■ Material to process:
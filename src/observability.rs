use std::net::SocketAddr;

use crate::engine::EngineError;

// ── RED metrics (request-driven) ────────────────────────────────

/// Counter: engine operations. Labels: op, status.
pub const OPERATIONS_TOTAL: &str = "slotbook_operations_total";

// ── Notifier ────────────────────────────────────────────────────

/// Gauge: currently subscribed observers.
pub const SUBSCRIBERS_ACTIVE: &str = "slotbook_subscribers_active";

/// Counter: notifications handed to a subscriber channel.
pub const NOTIFICATIONS_DELIVERED_TOTAL: &str = "slotbook_notifications_delivered_total";

/// Counter: notifications a lagging subscriber missed.
pub const NOTIFICATIONS_DROPPED_TOTAL: &str = "slotbook_notifications_dropped_total";

// ── Storage ─────────────────────────────────────────────────────

/// Histogram: WAL append + fsync duration in seconds.
pub const WAL_APPEND_DURATION_SECONDS: &str = "slotbook_wal_append_duration_seconds";

/// Install Prometheus metrics exporter on the given port. No-op if port is None.
pub fn init(port: Option<u16>) -> Result<(), metrics_exporter_prometheus::BuildError> {
    let Some(port) = port else { return Ok(()) };
    let addr: SocketAddr = ([0, 0, 0, 0], port).into();
    metrics_exporter_prometheus::PrometheusBuilder::new()
        .with_http_listener(addr)
        .install()?;
    tracing::info!("metrics endpoint: http://0.0.0.0:{port}/metrics");
    Ok(())
}

/// Status label for an operation outcome.
pub fn status_label<T>(result: &Result<T, EngineError>) -> &'static str {
    match result {
        Ok(_) => "ok",
        Err(e) => e.code(),
    }
}

pub fn record_outcome<T>(op: &'static str, result: &Result<T, EngineError>) {
    metrics::counter!(OPERATIONS_TOTAL, "op" => op, "status" => status_label(result)).increment(1);
}
use std::path::PathBuf;

use crate::pricing::{PriceTable, PriceTableError};

/// Name of the booking log inside the data directory.
pub const WAL_FILE_NAME: &str = "bookings.wal";

#[derive(Debug, thiserror::Error)]
pub enum ConfigError {
    #[error("{var}: {value:?} is not a valid {expected}")]
    Invalid {
        var: &'static str,
        value: String,
        expected: &'static str,
    },
    #[error("SLOTBOOK_PRICES: {0}")]
    Prices(#[from] PriceTableError),
}

/// Daemon settings, read from `SLOTBOOK_*` environment variables.
#[derive(Debug, Clone, PartialEq)]
pub struct Config {
    pub data_dir: PathBuf,
    pub metrics_port: Option<u16>,
    /// WAL appends between background compactions.
    pub compact_threshold: u64,
    pub prices: PriceTable,
    /// Drop bookings dated before today when the daemon starts.
    pub purge_on_startup: bool,
}

impl Default for Config {
    fn default() -> Self {
        Self {
            data_dir: PathBuf::from("./data"),
            metrics_port: None,
            compact_threshold: 1000,
            prices: PriceTable::default(),
            purge_on_startup: true,
        }
    }
}

impl Config {
    pub fn from_env() -> Result<Self, ConfigError> {
        Self::from_lookup(|var| std::env::var(var).ok())
    }

    /// Build from any variable source; unset variables keep their defaults.
    pub fn from_lookup(lookup: impl Fn(&str) -> Option<String>) -> Result<Self, ConfigError> {
        let mut config = Config::default();
        if let Some(dir) = lookup("SLOTBOOK_DATA_DIR") {
            config.data_dir = PathBuf::from(dir);
        }
        if let Some(port) = lookup("SLOTBOOK_METRICS_PORT") {
            config.metrics_port = Some(parse(&port, "SLOTBOOK_METRICS_PORT", "port number")?);
        }
        if let Some(threshold) = lookup("SLOTBOOK_COMPACT_THRESHOLD") {
            config.compact_threshold = parse(&threshold, "SLOTBOOK_COMPACT_THRESHOLD", "whole number")?;
        }
        if let Some(prices) = lookup("SLOTBOOK_PRICES") {
            config.prices = prices.parse()?;
        }
        if let Some(purge) = lookup("SLOTBOOK_PURGE_ON_STARTUP") {
            config.purge_on_startup = parse_flag(&purge, "SLOTBOOK_PURGE_ON_STARTUP")?;
        }
        Ok(config)
    }

    pub fn wal_path(&self) -> PathBuf {
        self.data_dir.join(WAL_FILE_NAME)
    }
}

fn parse<T: std::str::FromStr>(value: &str, var: &'static str, expected: &'static str) -> Result<T, ConfigError> {
    value.trim().parse().map_err(|_| ConfigError::Invalid {
        var,
        value: value.to_string(),
        expected,
    })
}

fn parse_flag(value: &str, var: &'static str) -> Result<bool, ConfigError> {
    match value.trim().to_ascii_lowercase().as_str() {
        "1" | "true" | "yes" | "on" => Ok(true),
        "0" | "false" | "no" | "off" => Ok(false),
        _ => Err(ConfigError::Invalid {
            var,
            value: value.to_string(),
            expected: "boolean",
        }),
    }
}
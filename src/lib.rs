pub mod auth;
pub mod config;
pub mod engine;
pub mod limits;
pub mod model;
pub mod notify;
pub mod observability;
pub mod pricing;
pub mod reaper;
pub mod wal;
use std::io;
use std::path::{Path, PathBuf};

use walkdir::WalkDir;

use crate::config::LibrarySettings;

use super::format::AudioFormat;
use super::model::DirectoryEntry;

#[derive(thiserror::Error, Debug)]
pub enum ScanError {
    #[error("cannot open '{}': {source}", .path.display())]
    Open {
        path: PathBuf,
        #[source]
        source: io::Error,
    },
    #[error("'{}' is not a directory", .0.display())]
    NotADirectory(PathBuf),
    #[error("cannot read directory '{}': {source}", .path.display())]
    Read {
        path: PathBuf,
        #[source]
        source: walkdir::Error,
    },
}

fn is_hidden(path: &Path) -> bool {
    path.file_name()
        .and_then(|s| s.to_str())
        .map(|name| name.starts_with('.'))
        .unwrap_or(false)
}

/// List the audio files directly inside `dir`, sorted by file name.
///
/// Subdirectories, symlinks and files with an unsupported extension are left
/// out. Entries that cannot be read are logged and skipped; only a `dir` that
/// cannot be opened at all is an error.
pub fn scan(dir: &Path, settings: &LibrarySettings) -> Result<Vec<DirectoryEntry>, ScanError> {
    let meta = std::fs::metadata(dir).map_err(|source| ScanError::Open {
        path: dir.to_path_buf(),
        source,
    })?;
    if !meta.is_dir() {
        return Err(ScanError::NotADirectory(dir.to_path_buf()));
    }

    let walker = WalkDir::new(dir)
        .min_depth(1)
        .max_depth(1)
        .follow_links(false)
        .sort_by_file_name();

    let mut entries = Vec::new();
    for entry in walker {
        let entry = match entry {
            Ok(entry) => entry,
            // Depth 0 is `dir` itself: nothing else can be listed.
            Err(source) if source.depth() == 0 => {
                return Err(ScanError::Read {
                    path: dir.to_path_buf(),
                    source,
                });
            }
            Err(e) => {
                tracing::warn!("skipping unreadable entry in '{}': {e}", dir.display());
                continue;
            }
        };

        let path = entry.path();
        if !entry.file_type().is_file() || (!settings.include_hidden && is_hidden(path)) {
            continue;
        }
        let Some(ext) = path.extension().and_then(|s| s.to_str()) else {
            continue;
        };
        let Some(format) = AudioFormat::from_extension(ext) else {
            continue;
        };

        entries.push(DirectoryEntry {
            path: path.to_path_buf(),
            file_name: entry.file_name().to_string_lossy().into_owned(),
            extension: format!(".{ext}"),
            format,
        });
    }

    Ok(entries)
}

#[cfg(test)]
mod tests {
    use super::*;
    use std::fs;
    use tempfile::tempdir;

    fn names(entries: &[DirectoryEntry]) -> Vec<&str> {
        entries.iter().map(|e| e.file_name.as_str()).collect()
    }

    #[test]
    fn is_hidden_checks_leading_dot() {
        assert!(is_hidden(Path::new("/tmp/.a.mp3")));
        assert!(!is_hidden(Path::new("/tmp/a.mp3")));
    }

    #[test]
    fn scan_keeps_only_supported_extensions_sorted_by_name() {
        let dir = tempdir().unwrap();
        fs::write(dir.path().join("b.FLAC"), b"x").unwrap();
        fs::write(dir.path().join("a.mp3"), b"x").unwrap();
        fs::write(dir.path().join("c.txt"), b"x").unwrap();
        fs::write(dir.path().join("d.ogg"), b"x").unwrap();
        fs::write(dir.path().join("noext"), b"x").unwrap();

        let entries = scan(dir.path(), &LibrarySettings::default()).unwrap();
        assert_eq!(names(&entries), vec!["a.mp3", "b.FLAC"]);
        assert_eq!(entries[0].format, AudioFormat::Mp3);
        assert_eq!(entries[0].extension, ".mp3");
        assert_eq!(entries[1].format, AudioFormat::Flac);
        assert_eq!(entries[1].extension, ".FLAC");
    }

    #[test]
    fn scan_does_not_descend_into_subdirectories() {
        let dir = tempdir().unwrap();
        fs::write(dir.path().join("root.mp3"), b"x").unwrap();
        let sub = dir.path().join("sub.mp3");
        fs::create_dir_all(&sub).unwrap();
        fs::write(sub.join("child.mp3"), b"x").unwrap();

        let entries = scan(dir.path(), &LibrarySettings::default()).unwrap();
        assert_eq!(names(&entries), vec!["root.mp3"]);
    }

    #[test]
    fn scan_respects_include_hidden() {
        let dir = tempdir().unwrap();
        fs::write(dir.path().join(".hidden.mp3"), b"x").unwrap();
        fs::write(dir.path().join("visible.mp3"), b"x").unwrap();

        let all = scan(dir.path(), &LibrarySettings::default()).unwrap();
        assert_eq!(names(&all), vec![".hidden.mp3", "visible.mp3"]);

        let settings = LibrarySettings {
            include_hidden: false,
        };
        let visible = scan(dir.path(), &settings).unwrap();
        assert_eq!(names(&visible), vec!["visible.mp3"]);
    }

    #[test]
    fn scan_rejects_missing_directory_and_plain_file() {
        let dir = tempdir().unwrap();
        let missing = dir.path().join("missing");
        assert!(matches!(
            scan(&missing, &LibrarySettings::default()),
            Err(ScanError::Open { .. })
        ));

        let file = dir.path().join("a.mp3");
        fs::write(&file, b"x").unwrap();
        assert!(matches!(
            scan(&file, &LibrarySettings::default()),
            Err(ScanError::NotADirectory(_))
        ));
    }

    #[cfg(unix)]
    #[test]
    fn scan_skips_symlinks() {
        let dir = tempdir().unwrap();
        fs::write(dir.path().join("real.mp3"), b"x").unwrap();
        std::os::unix::fs::symlink(dir.path().join("real.mp3"), dir.path().join("link.mp3"))
            .unwrap();

        let entries = scan(dir.path(), &LibrarySettings::default()).unwrap();
        assert_eq!(names(&entries), vec!["real.mp3"]);
    }
}
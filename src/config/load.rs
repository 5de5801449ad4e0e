use std::{
    env,
    path::{Path, PathBuf},
};

use super::schema::Settings;

/// Configuration loading helpers.
///
/// `Settings::load` reads an optional config file, then lets environment
/// variables (prefix `TAGNAME__`) override it, falling back to struct defaults.
impl Settings {
    /// Load settings from the resolved config path and the environment.
    pub fn load() -> Result<Self, ::config::ConfigError> {
        Self::load_from(resolve_config_path().as_deref())
    }

    /// Load settings from `path` (skipped when absent) with environment overrides.
    pub fn load_from(path: Option<&Path>) -> Result<Self, ::config::ConfigError> {
        let mut builder = ::config::Config::builder();

        if let Some(path) = path {
            builder = builder.add_source(::config::File::from(path).required(false));
        }

        builder
            .add_source(
                ::config::Environment::with_prefix("TAGNAME")
                    .separator("__")
                    .try_parsing(true),
            )
            .build()?
            .try_deserialize()
    }

    /// Reject settings that would break a run. All problems are reported together.
    pub fn validate(&self) -> Result<(), String> {
        let mut problems = Vec::new();

        if let Some(file) = &self.log.file {
            if file.as_os_str().is_empty() {
                problems.push("log.file must not be empty".to_string());
            } else if file.is_dir() {
                problems.push(format!("log.file '{}' is a directory", file.display()));
            }
        }
        if self.ui.done_message.trim().is_empty() {
            problems.push("ui.done_message must not be blank".to_string());
        }

        if problems.is_empty() {
            Ok(())
        } else {
            Err(problems.join("; "))
        }
    }

    /// Settings that are valid but probably not what the user meant.
    pub fn warnings(&self) -> Vec<String> {
        let rename = &self.rename;
        let mut warnings = Vec::new();

        if !rename.track && !rename.title && !rename.artist {
            warnings.push(
                "rename.track, rename.title and rename.artist are all off; \
                 files will be named by their extension only"
                    .to_string(),
            );
        }
        warnings
    }
}

/// Resolve the config path from `TAGNAME_CONFIG_PATH` or XDG defaults.
pub fn resolve_config_path() -> Option<PathBuf> {
    env::var_os("TAGNAME_CONFIG_PATH")
        .map(PathBuf::from)
        .or_else(default_config_path)
}

/// `$XDG_CONFIG_HOME/tagname/config.toml`, or `~/.config/tagname/config.toml`
/// when `XDG_CONFIG_HOME` is not set.
pub fn default_config_path() -> Option<PathBuf> {
    env::var_os("XDG_CONFIG_HOME")
        .map(PathBuf::from)
        .or_else(|| env::var_os("HOME").map(|home| PathBuf::from(home).join(".config")))
        .map(|dir| dir.join("tagname").join("config.toml"))
}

■ Instructions for the task: Answer with one number only, the count of lines in the listing that hold the word "rename".

■ Solution: 3